On Thu, Nov 19, 2020 at 12:13:34PM -0700, Jeff Law wrote:
> On 8/31/20 9:33 PM, Jiufu Guo via Gcc-patches wrote:
> > guojiufu <guoji...@linux.ibm.com> writes:
> >> When unroll loops, if there are calls inside the loop, those calls
> >> may raise negative impacts for unrolling.  This patch adds a param
> >> param_max_unrolled_calls, and checks if the number of calls inside
> >> the loop bigger than this param, loop is prevent from unrolling.
> >>
> >> This patch is checking the _average_ number of calls which is the
> >> summary of call numbers multiply the possibility of the call maybe
> >> executed.  The _average_ number could be a fraction, to keep the
> >> precision, the param is the threshold number multiply 10000.
> >>
> >> Bootstrap and regtest pass on powerpc64le.  Is this ok for trunk?
> >>
> >> gcc/ChangeLog
> >> 2020-08-19  Jiufu Guo   <guoji...@cn.ibm.com>
> >>
> >>    * params.opt (param_max_unrolled_average_calls_x10000): New param.
> >>    * cfgloop.h (average_num_loop_calls): New declare.
> >>    * cfgloopanal.c (average_num_loop_calls): New function.
> >>    * loop-unroll.c (decide_unroll_constant_iteration,
> >>    decide_unroll_runtime_iterations,
> >>    decide_unroll_stupid): Check average_num_loop_calls and
> >>    param_max_unrolled_average_calls_x10000.

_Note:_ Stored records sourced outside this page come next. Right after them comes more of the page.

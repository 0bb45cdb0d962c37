//! Webhook delivery
//!
//! Sends one payload to one destination and classifies the result. Retry
//! timing is not handled here: every call is a single attempt bounded by the
//! client timeout, and the scheduler decides when to try again.

mod client;
mod destination;
mod outcome;
mod payload;

pub use client::{DeliveryClient, WebhookClient};
pub use destination::{Destination, Tier};
pub use outcome::DeliveryOutcome;
pub use payload::Payload;

#[cfg(test)]
pub use client::mock;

> So what's the motivation behind adding a PARAM to control this
> behavior?  I'm not a big fan of exposing a lot of PARAMs for users to
> tune behavior (though I've made the same lapse in judgment myself).  In
> my mind a PARAM is really more about controlling pathological behavior.

But we (Power) need very different tuning than what others apparently
need.  It is similar to inlining, in that that also differs a lot
between archs how aggressively to do that optimally.